Fazer com que a tecnologia funcione perfeitamente sempre foi uma reflexão tardia. Temos fotos. . . que [são] uma colagem de como os clientes estão aparafusando ou prendendo telefones nos veículos, porque o veículo não pode entregar o que eles gostam, diz Hackett. Nós encaramos isso como um desafio.

[Foto: cortesia da Ford Motor Company]

A interface do Sync tem uma grande tela de 15,5 polegadas que ocupa a maior parte do console de entretenimento tradicional (semelhante ao do Tesla). O painel pode conter um ou dois telefones, que se conectam automaticamente ao carro, e os carrega sem fio enquanto você dirige.

Em vez de depender dos motoristas para percorrer as opções na tela enquanto dirigem - o que pode distrair e ser perigoso - o sistema aprende o que você faz em horários específicos para que possa revelar as ações corretas no futuro. Isso visa garantir que as ações mais importantes que você possa realizar no carro, como tocar música ou ligar para um membro da família, estejam a um toque de distância, em vez de enterradas em menus. Suas preferências, junto com o que o carro aprendeu sobre você, são salvas em um perfil que você pode controlar por meio de um aplicativo em seu telefone. Seria ridículo dirigir um carro sem ter seu perfil definido. Seria como usar um iPhone com as configurações de outra pessoa, diz Darren Palmer, diretor global de desenvolvimento de produtos da Ford para veículos elétricos a bateria.

[Foto: cortesia da Ford Motor Company]

Palmer explica que o Sync 4 surgiu porque uma equipe multifuncional teve permissão para fazer um brainstorm, prototipar, testar e tentar novamente. E nem tudo funcionou: pensamos que eles queriam deslizar a tela de lado - tentamos isso, diz ele. Mas você não quer deslizar enquanto dirige.
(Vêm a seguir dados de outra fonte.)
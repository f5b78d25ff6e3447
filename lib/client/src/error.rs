//! Error types for the API client.
//!
//! Errors are designed for layered context using rootcause:
//! - `ApiError`: request transport, rejection, and decoding failures
//!
//! The taxonomy separates "the server said no" from "something broke",
//! because views display the former verbatim and the latter generically.

use serde_json::Value;
use std::fmt;

/// Errors from REST API calls.
#[derive(Debug, Clone, PartialEq, Eq)]
pub enum ApiError {
    /// The request never reached the server or the connection failed.
    Network { reason: String },
    /// The server answered with a non-success status and no usable message.
    Status { status: u16 },
    /// The server rejected the request with a structured message.
    Rejected { status: u16, message: String },
    /// The response body did not decode as the expected shape.
    Decode { reason: String },
}

impl ApiError {
    /// Builds the error for a non-success response.
    ///
    /// Extracts the server's message from a DRF-style JSON body when one
    /// is present: `{"detail": "..."}`, `{"non_field_errors": ["..."]}`,
    /// or per-field errors like `{"email": ["..."]}`. Anything else
    /// falls back to a bare status error.
    #[must_use]
    pub fn from_response(status: u16, body: &str) -> Self {
        let Ok(value) = serde_json::from_str::<Value>(body) else {
            return Self::Status { status };
        };

        if let Some(detail) = value.get("detail").and_then(Value::as_str) {
            return Self::Rejected {
                status,
                message: detail.to_string(),
            };
        }

        if let Some(message) = value
            .get("non_field_errors")
            .and_then(Value::as_array)
            .and_then(|errors| errors.first())
            .and_then(Value::as_str)
        {
            return Self::Rejected {
                status,
                message: message.to_string(),
            };
        }

        if let Some(fields) = value.as_object() {
            for (field, errors) in fields {
                let message = errors
                    .as_array()
                    .and_then(|list| list.first())
                    .and_then(Value::as_str)
                    .or_else(|| errors.as_str());
                if let Some(message) = message {
                    return Self::Rejected {
                        status,
                        message: format!("{field}: {message}"),
                    };
                }
            }
        }

        Self::Status { status }
    }

    /// Returns the message a view should show the user.
    #[must_use]
    pub fn user_message(&self) -> String {
        match self {
            Self::Network { .. } => {
                "Could not reach the server. Check your connection.".to_string()
            }
            Self::Status { status } => format!("Request failed (HTTP {status})"),
            Self::Rejected { message, .. } => message.clone(),
            Self::Decode { .. } => "Unexpected response from the server.".to_string(),
        }
    }
}

impl fmt::Display for ApiError {
    fn fmt(&self, f: &mut fmt::Formatter<'_>) -> fmt::Result {
        match self {
            Self::Network { reason } => {
                write!(f, "network error: {reason}")
            }
            Self::Status { status } => {
                write!(f, "server returned HTTP {status}")
            }
            Self::Rejected { status, message } => {
                write!(f, "server rejected request (HTTP {status}): {message}")
            }
            Self::Decode { reason } => {
                write!(f, "failed to decode response: {reason}")
            }
        }
    }
}

impl std::error::Error for ApiError {}

#[cfg(test)]
mod tests {
    use super::*;

    #[test]
    fn from_response_reads_detail_field() {
        let err = ApiError::from_response(
            401,
            r#"{"detail": "Authentication credentials were not provided."}"#,
        );
        assert_eq!(
            err,
            ApiError::Rejected {
                status: 401,
                message: "Authentication credentials were not provided.".to_string(),
            }
        );
    }

    #[test]
    fn from_response_reads_non_field_errors() {
        let err = ApiError::from_response(400, r#"{"non_field_errors": ["Invalid credentials"]}"#);
        assert_eq!(
            err,
            ApiError::Rejected {
                status: 400,
                message: "Invalid credentials".to_string(),
            }
        );
    }

    #[test]
    fn from_response_reads_field_errors() {
        let err =
            ApiError::from_response(400, r#"{"email": ["user with this email already exists."]}"#);
        assert_eq!(
            err,
            ApiError::Rejected {
                status: 400,
                message: "email: user with this email already exists.".to_string(),
            }
        );
    }

    #[test]
    fn from_response_falls_back_on_plain_text() {
        let err = ApiError::from_response(502, "Bad Gateway");
        assert_eq!(err, ApiError::Status { status: 502 });
    }

    #[test]
    fn from_response_falls_back_on_empty_body() {
        let err = ApiError::from_response(500, "");
        assert_eq!(err, ApiError::Status { status: 500 });
    }

    #[test]
    fn user_message_shows_rejection_verbatim() {
        let err = ApiError::Rejected {
            status: 400,
            message: "Invalid credentials".to_string(),
        };
        assert_eq!(err.user_message(), "Invalid credentials");
    }

    #[test]
    fn user_message_is_generic_for_network_errors() {
        let err = ApiError::Network {
            reason: "dns failure".to_string(),
        };
        assert!(!err.user_message().contains("dns"));
    }

    #[test]
    fn display_includes_status() {
        let err = ApiError::Status { status: 503 };
        assert!(err.to_string().contains("503"));
    }
}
Poderíamos ter construído uma interface inteira como um telefone com deslizamento, mas não é bom - não funciona em um carro.

pontos de vista de outros países sobre trunfo

Os clientes, que podem pré-encomendar o Mach-E a partir de hoje, terão a palavra final sobre se Menlo funciona tão bem quanto Palmer afirma que funciona. Mas, para Hackett, esse foco em prototipagem, teste e obtenção de feedback tornou-se a marca registrada de sua filosofia de produto na Ford.

[Foto: cortesia da Ford Motor Company]

E ele precisa disso para funcionar. Desde que Hackett assumiu em 2017, o preço das ações da Ford caiu cerca de 20% em meio a decepcionante financeiro , e a empresa tem lutou para atender às expectativas de Wall Street . Hackett se concentrou na reestruturação dos negócios da Ford e na redução de US $ 25 bilhões em custos em um esforço para melhorar a adequação de nosso negócio, diz ele. Eu estremeço quando leio que as pessoas dizem que somos uma decepção, que não estamos onde precisamos estar, diz ele. Não é verdade, porque todos os fundamentos da transformação são evidentes nessas reestruturações.

Como os carros demoram muito para projetar, construir, fabricar e levar ao mercado - entre 24 e 36 meses - Hackett diz que não teve a chance de mostrar às pessoas como é o novo Ford. Até agora.

Isso é o que estamos trazendo. Tínhamos que inventar tudo isso.